#### Assignment
Search each line below for the word "push" and list those that contain it.

Entries supplied START

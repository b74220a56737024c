use std::path::PathBuf;
use std::process::ExitCode;

use chkit::{ChConfig, ReportOutcome, ReportSummary, RunConfig, run};
use clap::Parser;

/// Write the registered office addresses of active companies matching a
/// location and SIC codes to `<location>_<first code>.txt`.
#[derive(Debug, Parser)]
#[command(name = "chkit", version)]
struct Args {
    /// Raw Companies House API key (not base64 encoded).
    #[arg(long, env = "API_KEY", hide_env_values = true)]
    api_key: Option<String>,

    /// Location to search (e.g. "Manchester").
    #[arg(long, env = "LOCATION")]
    location: Option<String>,

    /// Comma-separated SIC codes (e.g. "62020,62012").
    #[arg(long, env = "SIC_CODES")]
    sic_codes: Option<String>,

    /// Directory the report is written into.
    #[arg(long, env = "OUTPUT_DIR", default_value = ".")]
    output_dir: PathBuf,
}

#[tokio::main(flavor = "current_thread")]
async fn main() -> ExitCode {
    dotenvy::dotenv().ok();

    tracing_subscriber::fmt()
        .with_env_filter(
            tracing_subscriber::EnvFilter::try_from_default_env()
                .unwrap_or_else(|_| tracing_subscriber::EnvFilter::new("info")),
        )
        .with_target(false)
        .init();

    let args = Args::parse();

    let config = match RunConfig::new(args.api_key, args.location, args.sic_codes) {
        Ok(config) => config.with_output_dir(args.output_dir),
        Err(e) => {
            eprintln!("Error: {}", e);
            eprintln!("Example .env content: API_KEY=your_actual_api_key_without_encoding");
            return ExitCode::FAILURE;
        }
    };

    match run(&config, ChConfig::default()).await {
        Ok(summary) => print_summary(&summary),
        Err(e) => {
            tracing::error!("{}", e);
            println!("Could not retrieve or process company data. Please check previous error messages.");
        }
    }

    ExitCode::SUCCESS
}

fn print_summary(summary: &ReportSummary) {
    for line in summary_lines(summary) {
        println!("{}", line);
    }
}

/// Operator-facing lines for a finished report.
fn summary_lines(summary: &ReportSummary) -> Vec<String> {
    let stats = &summary.stats;
    let path = summary.path.display();

    match stats.outcome {
        ReportOutcome::NoData => {
            vec![format!("Output file '{}' created with no data message.", path)]
        }
        ReportOutcome::AllSkipped => {
            vec![format!(
                "Output file '{}' created indicating all records skipped.",
                path
            )]
        }
        ReportOutcome::Written => {
            let mut lines = vec![
                format!("Addresses successfully written to {}", path),
                format!("Total companies processed and written: {}", stats.processed),
            ];
            if stats.skipped > 0 {
                lines.push(format!(
                    "Total companies skipped due to missing address: {}",
                    stats.skipped
                ));
            }
            lines.push(match stats.hits {
                Some(hits) => format!("Total hits reported by API: {}", hits),
                None => "Total hits reported by API: N/A".to_string(),
            });
            if stats.partial {
                lines.push(
                    "Note: The number of items on this page is less than total API hits.".to_string(),
                );
                lines.push(
                    "This might be due to the 'size' parameter limit per request. Pagination might be needed for all results."
                        .to_string(),
                );
            }
            lines
        }
    }
}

Entries supplied END

#### Solved exercise
                lines.push(format!(
            lines.push(match stats.hits {
                lines.push(
                lines.push(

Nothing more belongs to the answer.